Paris After the Liberation
An enthralling account of the French capital’s transition from German occupation to post-war liberty, with a new introduction by the authors.
‘Few countries love their liberators once the cheering dies away.’ With this telling insight, Antony Beevor and Artemis Cooper begin their enthralling account of the political and cultural upheaval that gripped France, and Paris in particular, at the end of the Second World War.

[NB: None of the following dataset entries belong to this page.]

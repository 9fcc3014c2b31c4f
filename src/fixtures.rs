//! Canonical datasets shared across the behavior suite.
//!
//! Every test that does not need a bespoke source pulls its input from here,
//! so expected values (counts, orderings, concatenations) stay consistent
//! between test files.

use rand::seq::SliceRandom;

/// The first five ordinal words, in counting order.
///
/// # Example
///
/// ```
/// use iterflow::fixtures::ordinal_words;
///
/// assert_eq!(ordinal_words().len(), 5);
/// assert_eq!(ordinal_words()[0], "One");
/// ```
#[must_use]
pub fn ordinal_words() -> Vec<String> {
    ["One", "Two", "Three", "Four", "Five"]
        .map(String::from)
        .into()
}

/// The numbers one through five, in counting order.
#[must_use]
pub fn ordinal_numbers() -> Vec<i32> {
    vec![1, 2, 3, 4, 5]
}

/// The odd ordinal words up to nine, in counting order.
#[must_use]
pub fn odd_ordinals() -> Vec<String> {
    ["One", "Three", "Five", "Seven", "Nine"]
        .map(String::from)
        .into()
}

/// The even ordinal words up to ten, in counting order.
#[must_use]
pub fn even_ordinals() -> Vec<String> {
    ["Two", "Four", "Six", "Eight", "Ten"]
        .map(String::from)
        .into()
}

/// The odd and even ordinal words as two nested rows, for flattening tests.
///
/// # Example
///
/// ```
/// use iterflow::fixtures::ordinal_rows;
///
/// let flat: usize = ordinal_rows().iter().map(Vec::len).sum();
/// assert_eq!(flat, 10);
/// ```
#[must_use]
pub fn ordinal_rows() -> Vec<Vec<String>> {
    vec![odd_ordinals(), even_ordinals()]
}

/// A random permutation of `0..n`, for sorting tests.
///
/// # Example
///
/// ```
/// use iterflow::fixtures::shuffled_numbers;
///
/// let mut nums = shuffled_numbers(50);
/// nums.sort_unstable();
/// assert_eq!(nums, (0..50).collect::<Vec<_>>());
/// ```
#[must_use]
pub fn shuffled_numbers(n: usize) -> Vec<usize> {
    let mut nums: Vec<usize> = (0..n).collect();
    nums.shuffle(&mut rand::thread_rng());
    nums
}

In 1944, standing on the balcony of the Hôtel de Paris, de Gaulle claimed that Paris had been ‘liberated by herself, liberated by her people’. While most Parisians rejoiced, collaborators scrambled to avoid the épuration sauvage. But the reality of a bankrupted economy, a freezing winter, the devastating effects of rationing plus lawless gangsters and black-marketeers would affect resistance hero and Vichy collaborator alike. This authoritative account untangles the manoeuvrings of numerous factions and parties, from the powerful Communist stranglehold on the unions to the isolated figure of de Gaulle himself, out of power, but ‘waiting’ for his chance to return. It reveals just how close France came to the brink of revolution and civil war, and the fears and frustrations of the Allied commanders as they observed gratitude for wartime assistance turn to a prickly pride that resented any American ‘Coca-colonisation’.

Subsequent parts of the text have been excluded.